American author and wife of photographer Edward Steichen (1933–2010)

Joanna T. Steichen (February 22, 1933 – July 24, 2010), née Joanna E. Taub, was an American author, psychotherapist, and aide to her husband, photographer Edward Steichen.

==Biography==
Joanna E. Taub was born to a dental surgeon on February 22, 1933, in Greenpoint, Brooklyn. She grew up in Albany, New York then attended Smith College, where she majored in theater and graduated in 1954. She met Edward Steichen in 1959 when she was 26 and he was 80. They married the following year.
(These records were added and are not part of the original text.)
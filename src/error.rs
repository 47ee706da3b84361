//! Error types for the sentiment webhook.

/// Top-level error type for the service.
#[derive(Debug, thiserror::Error)]
pub enum Error {
    #[error("Configuration error: {0}")]
    Config(#[from] ConfigError),

    #[error("Payload error: {0}")]
    Payload(#[from] PayloadError),

    #[error("Service error: {0}")]
    Service(#[from] ServiceError),
}

/// Configuration-related errors.
#[derive(Debug, thiserror::Error)]
pub enum ConfigError {
    #[error("Missing required environment variable: {0}")]
    MissingEnvVar(String),

    #[error("Invalid configuration value for {key}: {message}")]
    InvalidValue { key: String, message: String },
}

/// Inbound webhook payload errors.
///
/// These are the only failures a webhook sender ever sees; everything past
/// parsing is recovered inside the handler.
#[derive(Debug, thiserror::Error)]
pub enum PayloadError {
    #[error("Invalid JSON payload: {0}")]
    InvalidJson(String),

    #[error("Missing required field: {0}")]
    MissingField(String),
}

/// Errors from the managed services (sentiment, text generation, notification).
#[derive(Debug, thiserror::Error)]
pub enum ServiceError {
    #[error("{service} request failed: {reason}")]
    RequestFailed { service: String, reason: String },

    #[error("{service} rejected text above its size limit: {message}")]
    TextSizeLimitExceeded { service: String, message: String },

    #[error("{service} throttled the request: {message}")]
    Throttled { service: String, message: String },

    #[error("{service} denied access ({status}): {message}")]
    AuthFailed {
        service: String,
        status: u16,
        message: String,
    },

    #[error("{service} returned HTTP {status}: {message}")]
    Http {
        service: String,
        status: u16,
        message: String,
    },

    #[error("Invalid response from {service}: {reason}")]
    InvalidResponse { service: String, reason: String },

    #[error("Request signing failed: {0}")]
    Signing(String),
}

impl ServiceError {
    /// Name of the service that produced the error.
    pub fn service(&self) -> &str {
        match self {
            Self::RequestFailed { service, .. }
            | Self::TextSizeLimitExceeded { service, .. }
            | Self::Throttled { service, .. }
            | Self::AuthFailed { service, .. }
            | Self::Http { service, .. }
            | Self::InvalidResponse { service, .. } => service,
            Self::Signing(_) => "signer",
        }
    }
}

/// Result type alias for the service.
pub type Result<T> = std::result::Result<T, Error>;
//! Comment text normalizer.
//!
//! Strips the boilerplate that Jira and mail gateways wrap around a
//! comment before it is worth classifying:
//! 1. `!filename!` attachment embeds
//! 2. the "An email has been sent for this issue:" header
//! 3. everything after "Reply above this line"
//! 4. `{color:...}` / `{color}` markup
//! 5. Outlook safelink wrappers
//!
//! Every stage is a pure `&str -> String` transform. A missing marker is a
//! no-op, never an error. Stages never trim whitespace; callers decide.

use std::sync::LazyLock;

use regex::Regex;
use tracing::debug;

use crate::webhook::WebhookEvent;

/// Header Jira prepends to comments created from inbound email.
pub const EMAIL_HEADER_MARKER: &str = "An email has been sent for this issue:";

/// Separator mail clients put above the quoted thread.
pub const REPLY_MARKER: &str = "Reply above this line";

static COLOR_TAG: LazyLock<Regex> =
    LazyLock::new(|| Regex::new(r"\{color(?::[^{}]*)?\}").expect("color tag regex"));

// Angle-bracket wrapper (optionally inside `[...]`) or Jira `[text|url]` link markup.
static SAFELINK: LazyLock<Regex> = LazyLock::new(|| {
    Regex::new(
        r"(?i)\[?<https?://[^>\s]*safelinks\.protection\.outlook\.com[^>\s]*>\]?|\[[^\[\]|]*\|https?://[^\]\s]*safelinks\.protection\.outlook\.com[^\]\s]*\]",
    )
    .expect("safelink regex")
});

/// Per-event inputs the stages need.
#[derive(Debug, Clone, Copy, Default)]
pub struct NormalizeContext<'a> {
    pub issue_key: &'a str,
    /// Filename of the latest attachment on the issue, if any.
    pub attachment_filename: Option<&'a str>,
}

impl<'a> NormalizeContext<'a> {
    pub fn from_event(event: &'a WebhookEvent) -> Self {
        Self {
            issue_key: &event.issue.issue_key,
            attachment_filename: event.latest_attachment().map(|a| a.filename.as_str()),
        }
    }
}

/// A normalizer stage, in application order.
#[derive(Debug, Clone, Copy, PartialEq, Eq)]
pub enum Stage {
    Attachment,
    EmailHeader,
    ReplyTruncation,
    ColorTags,
    Safelinks,
}

impl Stage {
    pub const ALL: [Stage; 5] = [
        Stage::Attachment,
        Stage::EmailHeader,
        Stage::ReplyTruncation,
        Stage::ColorTags,
        Stage::Safelinks,
    ];

    /// Short label for logging.
    pub fn label(&self) -> &'static str {
        match self {
            Self::Attachment => "attachment_handled",
            Self::EmailHeader => "email_marker_handled",
            Self::ReplyTruncation => "reply_truncated",
            Self::ColorTags => "tags_stripped",
            Self::Safelinks => "links_stripped",
        }
    }

    pub fn apply(&self, text: &str, ctx: &NormalizeContext<'_>) -> String {
        match self {
            Self::Attachment => strip_attachment_markup(text, ctx.attachment_filename),
            Self::EmailHeader => strip_email_header(text, ctx.issue_key),
            Self::ReplyTruncation => truncate_at_reply_marker(text),
            Self::ColorTags => strip_color_tags(text),
            Self::Safelinks => strip_safelinks(text),
        }
    }
}

/// Run every stage over `raw` in order.
///
/// `on_stage` is called after each stage with the stage and its output.
pub fn normalize<F>(raw: &str, ctx: &NormalizeContext<'_>, mut on_stage: F) -> String
where
    F: FnMut(Stage, &str),
{
    Stage::ALL.iter().fold(raw.to_string(), |text, &stage| {
        let next = stage.apply(&text, ctx);
        debug!(
            stage = stage.label(),
            before = text.len(),
            after = next.len(),
            "Normalizer stage applied"
        );
        on_stage(stage, &next);
        next
    })
}

/// Remove a `!filename!` embed.
///
/// Only applies when `filename` literally occurs in `text`; then everything
/// from the first `!` to the last `!` (inclusive) is removed. With fewer
/// than two `!` the text is returned unchanged.
pub fn strip_attachment_markup(text: &str, filename: Option<&str>) -> String {
    let Some(filename) = filename.filter(|f| !f.is_empty()) else {
        return text.to_string();
    };
    if !text.contains(filename) {
        return text.to_string();
    }
    match (text.find('!'), text.rfind('!')) {
        (Some(first), Some(last)) if first < last => {
            format!("{}{}", &text[..first], &text[last + 1..])
        }
        _ => text.to_string(),
    }
}

/// Drop the email-notification header up to and including the issue key.
///
/// Applies only when `text` starts with [`EMAIL_HEADER_MARKER`] and the key
/// occurs after the marker.
pub fn strip_email_header(text: &str, issue_key: &str) -> String {
    if issue_key.is_empty() {
        return text.to_string();
    }
    let Some(rest) = text.strip_prefix(EMAIL_HEADER_MARKER) else {
        return text.to_string();
    };
    match rest.find(issue_key) {
        Some(pos) => rest[pos + issue_key.len()..].to_string(),
        None => text.to_string(),
    }
}

/// Keep text up to and including the first [`REPLY_MARKER`].
pub fn truncate_at_reply_marker(text: &str) -> String {
    match text.find(REPLY_MARKER) {
        Some(pos) => text[..pos + REPLY_MARKER.len()].to_string(),
        None => text.to_string(),
    }
}

/// Remove all `{color:...}` and `{color}` tags.
///
/// Repeats until no tag is left, since removing a nested tag can join its
/// surroundings into a new one.
pub fn strip_color_tags(text: &str) -> String {
    let mut out = text.to_string();
    while COLOR_TAG.is_match(&out) {
        out = COLOR_TAG.replace_all(&out, "").into_owned();
    }
    out
}

/// Remove Outlook safelink wrappers.
pub fn strip_safelinks(text: &str) -> String {
    SAFELINK.replace_all(text, "").into_owned()
}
She worked with him to mount exhibits and write his autobiography and ultimately arranged the donation of his collection to the George Eastman Museum. After he died in 1973, she went back to school, earning a master’s degree at Columbia University’s School of Social Work and then practicing as a psychotherapist. In 1983, she published a non-fiction book called Marrying Up: An American Dream and Reality and in 2000, a survey of Edward Steichen’s work called Steichen’s Legacy: Photographs: 1895-1973, in conjunction with a retrospective at the Whitney Museum. Steichen’s Legacy presented 315 of his photographs grouped thematically, with each group prefaced by a personal essay.

As of 1986, she lived on West 29th Street in Manhattan. She died by drowning on July 24, 2010, at her summer home in Montauk, New York, after suffering from Parkinson's disease.